### Your instructions
Below are some records; copy each line in them that contains "writer".

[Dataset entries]

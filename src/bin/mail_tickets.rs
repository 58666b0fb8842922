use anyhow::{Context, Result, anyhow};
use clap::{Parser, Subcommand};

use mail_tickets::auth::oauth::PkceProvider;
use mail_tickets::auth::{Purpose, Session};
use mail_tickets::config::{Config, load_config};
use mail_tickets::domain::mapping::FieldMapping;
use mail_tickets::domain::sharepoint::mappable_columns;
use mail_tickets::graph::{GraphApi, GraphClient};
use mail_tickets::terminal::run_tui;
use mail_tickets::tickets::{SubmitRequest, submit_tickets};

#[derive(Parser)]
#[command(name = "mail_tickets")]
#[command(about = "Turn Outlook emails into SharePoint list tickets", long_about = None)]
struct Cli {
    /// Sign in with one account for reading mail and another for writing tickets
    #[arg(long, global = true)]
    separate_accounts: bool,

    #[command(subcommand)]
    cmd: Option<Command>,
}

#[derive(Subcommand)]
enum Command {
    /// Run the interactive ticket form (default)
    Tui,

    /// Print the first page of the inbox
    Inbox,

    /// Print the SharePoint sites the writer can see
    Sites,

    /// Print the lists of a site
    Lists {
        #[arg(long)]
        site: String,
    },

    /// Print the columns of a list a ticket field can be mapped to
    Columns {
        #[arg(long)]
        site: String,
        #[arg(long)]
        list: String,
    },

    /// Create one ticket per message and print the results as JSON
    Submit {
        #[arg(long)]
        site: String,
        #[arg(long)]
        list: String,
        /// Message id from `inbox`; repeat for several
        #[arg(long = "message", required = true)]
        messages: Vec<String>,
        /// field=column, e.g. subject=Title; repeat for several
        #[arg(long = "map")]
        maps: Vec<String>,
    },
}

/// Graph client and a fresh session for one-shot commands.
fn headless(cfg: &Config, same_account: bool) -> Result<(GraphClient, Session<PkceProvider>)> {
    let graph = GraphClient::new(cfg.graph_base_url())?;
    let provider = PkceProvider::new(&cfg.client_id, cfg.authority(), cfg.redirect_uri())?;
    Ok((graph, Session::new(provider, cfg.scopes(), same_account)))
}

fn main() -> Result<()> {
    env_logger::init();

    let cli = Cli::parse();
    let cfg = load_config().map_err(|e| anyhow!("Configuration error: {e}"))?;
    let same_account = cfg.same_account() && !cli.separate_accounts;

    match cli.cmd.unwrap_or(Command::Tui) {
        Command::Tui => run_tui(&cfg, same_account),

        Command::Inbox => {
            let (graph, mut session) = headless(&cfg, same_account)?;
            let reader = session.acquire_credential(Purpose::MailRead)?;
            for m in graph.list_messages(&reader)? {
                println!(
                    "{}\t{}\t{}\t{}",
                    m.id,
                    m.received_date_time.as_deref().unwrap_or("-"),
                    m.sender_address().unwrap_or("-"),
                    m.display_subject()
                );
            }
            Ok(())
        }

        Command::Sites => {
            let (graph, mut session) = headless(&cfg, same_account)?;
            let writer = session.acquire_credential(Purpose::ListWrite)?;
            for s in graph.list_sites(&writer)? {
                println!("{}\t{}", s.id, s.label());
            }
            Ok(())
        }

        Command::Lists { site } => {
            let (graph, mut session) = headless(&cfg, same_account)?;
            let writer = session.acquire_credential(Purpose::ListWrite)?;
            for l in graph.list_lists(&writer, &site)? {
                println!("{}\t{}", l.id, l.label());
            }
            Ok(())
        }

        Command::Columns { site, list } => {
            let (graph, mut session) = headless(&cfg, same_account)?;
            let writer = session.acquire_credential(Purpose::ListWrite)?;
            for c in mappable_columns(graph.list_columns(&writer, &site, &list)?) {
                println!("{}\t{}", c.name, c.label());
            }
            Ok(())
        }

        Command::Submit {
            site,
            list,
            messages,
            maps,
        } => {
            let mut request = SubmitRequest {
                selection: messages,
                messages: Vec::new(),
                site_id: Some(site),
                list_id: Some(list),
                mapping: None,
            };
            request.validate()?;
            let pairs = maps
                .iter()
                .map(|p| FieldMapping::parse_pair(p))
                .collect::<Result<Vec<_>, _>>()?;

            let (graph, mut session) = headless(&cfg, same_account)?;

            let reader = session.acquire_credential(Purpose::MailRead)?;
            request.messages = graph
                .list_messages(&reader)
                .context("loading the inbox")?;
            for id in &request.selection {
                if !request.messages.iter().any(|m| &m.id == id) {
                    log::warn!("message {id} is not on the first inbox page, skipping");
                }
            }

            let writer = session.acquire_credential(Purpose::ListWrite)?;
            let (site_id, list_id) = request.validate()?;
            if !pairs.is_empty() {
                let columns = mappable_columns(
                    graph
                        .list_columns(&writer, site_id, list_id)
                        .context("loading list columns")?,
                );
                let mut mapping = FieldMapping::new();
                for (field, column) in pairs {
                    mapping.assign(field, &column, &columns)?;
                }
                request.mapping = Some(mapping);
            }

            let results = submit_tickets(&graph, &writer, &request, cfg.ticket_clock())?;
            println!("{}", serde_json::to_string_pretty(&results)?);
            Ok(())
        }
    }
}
...
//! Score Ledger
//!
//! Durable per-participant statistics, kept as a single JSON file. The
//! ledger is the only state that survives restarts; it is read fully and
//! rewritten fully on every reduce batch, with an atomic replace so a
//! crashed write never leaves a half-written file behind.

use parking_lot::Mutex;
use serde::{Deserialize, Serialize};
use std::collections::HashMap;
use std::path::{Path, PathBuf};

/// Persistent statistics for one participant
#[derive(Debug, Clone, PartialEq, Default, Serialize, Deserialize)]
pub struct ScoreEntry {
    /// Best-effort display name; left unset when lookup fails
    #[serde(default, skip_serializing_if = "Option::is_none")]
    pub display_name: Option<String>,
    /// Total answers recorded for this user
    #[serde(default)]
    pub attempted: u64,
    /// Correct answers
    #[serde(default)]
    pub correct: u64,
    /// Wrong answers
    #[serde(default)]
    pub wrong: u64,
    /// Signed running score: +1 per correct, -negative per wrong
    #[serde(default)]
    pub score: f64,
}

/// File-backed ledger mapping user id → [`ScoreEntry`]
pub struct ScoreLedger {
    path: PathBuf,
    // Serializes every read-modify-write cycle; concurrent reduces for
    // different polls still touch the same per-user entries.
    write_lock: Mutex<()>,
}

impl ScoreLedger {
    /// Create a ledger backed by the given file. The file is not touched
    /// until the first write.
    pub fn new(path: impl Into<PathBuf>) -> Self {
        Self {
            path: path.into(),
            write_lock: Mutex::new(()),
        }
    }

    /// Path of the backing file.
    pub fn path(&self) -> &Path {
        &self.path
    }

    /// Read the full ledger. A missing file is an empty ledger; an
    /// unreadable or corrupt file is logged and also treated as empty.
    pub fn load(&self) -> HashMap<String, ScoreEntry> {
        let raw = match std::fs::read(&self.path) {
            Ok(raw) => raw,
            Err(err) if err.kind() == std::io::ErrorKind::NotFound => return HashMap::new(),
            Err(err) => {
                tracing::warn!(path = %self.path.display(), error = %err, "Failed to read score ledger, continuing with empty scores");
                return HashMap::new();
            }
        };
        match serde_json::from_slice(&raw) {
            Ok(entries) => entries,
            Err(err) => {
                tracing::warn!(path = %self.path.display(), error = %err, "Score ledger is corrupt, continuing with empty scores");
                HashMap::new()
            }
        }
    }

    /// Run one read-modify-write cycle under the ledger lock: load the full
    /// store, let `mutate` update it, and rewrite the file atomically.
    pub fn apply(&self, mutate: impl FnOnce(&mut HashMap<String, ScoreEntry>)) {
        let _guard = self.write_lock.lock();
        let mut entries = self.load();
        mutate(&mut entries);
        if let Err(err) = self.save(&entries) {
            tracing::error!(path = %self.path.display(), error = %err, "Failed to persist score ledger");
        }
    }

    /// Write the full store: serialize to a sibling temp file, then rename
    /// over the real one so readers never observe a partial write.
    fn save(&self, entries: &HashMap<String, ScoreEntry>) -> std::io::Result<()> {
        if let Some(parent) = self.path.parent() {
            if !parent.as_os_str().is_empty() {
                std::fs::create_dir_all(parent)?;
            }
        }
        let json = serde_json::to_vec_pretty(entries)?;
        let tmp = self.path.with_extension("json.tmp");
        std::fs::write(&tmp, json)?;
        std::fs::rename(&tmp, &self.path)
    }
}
---
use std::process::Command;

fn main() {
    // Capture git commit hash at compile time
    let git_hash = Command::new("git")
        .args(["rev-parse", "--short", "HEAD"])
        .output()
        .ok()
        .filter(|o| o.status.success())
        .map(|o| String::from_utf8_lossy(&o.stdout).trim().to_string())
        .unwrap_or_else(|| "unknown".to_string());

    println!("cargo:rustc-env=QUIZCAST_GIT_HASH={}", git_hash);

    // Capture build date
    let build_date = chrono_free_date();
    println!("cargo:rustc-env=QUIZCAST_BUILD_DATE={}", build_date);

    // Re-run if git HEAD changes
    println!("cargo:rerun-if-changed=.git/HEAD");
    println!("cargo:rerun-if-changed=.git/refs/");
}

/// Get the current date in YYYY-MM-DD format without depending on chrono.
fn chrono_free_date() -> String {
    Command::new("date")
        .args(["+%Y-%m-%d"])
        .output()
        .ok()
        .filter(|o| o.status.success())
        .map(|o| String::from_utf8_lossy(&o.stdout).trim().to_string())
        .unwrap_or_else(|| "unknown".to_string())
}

### Worked solution
    /// Print the SharePoint sites the writer can see
            let writer = session.acquire_credential(Purpose::ListWrite)?;
            for s in graph.list_sites(&writer)? {
            let writer = session.acquire_credential(Purpose::ListWrite)?;
            for l in graph.list_lists(&writer, &site)? {
            let writer = session.acquire_credential(Purpose::ListWrite)?;
            for c in mappable_columns(graph.list_columns(&writer, &site, &list)?) {
            let writer = session.acquire_credential(Purpose::ListWrite)?;
                        .list_columns(&writer, site_id, list_id)
            let results = submit_tickets(&graph, &writer, &request, cfg.ticket_clock())?;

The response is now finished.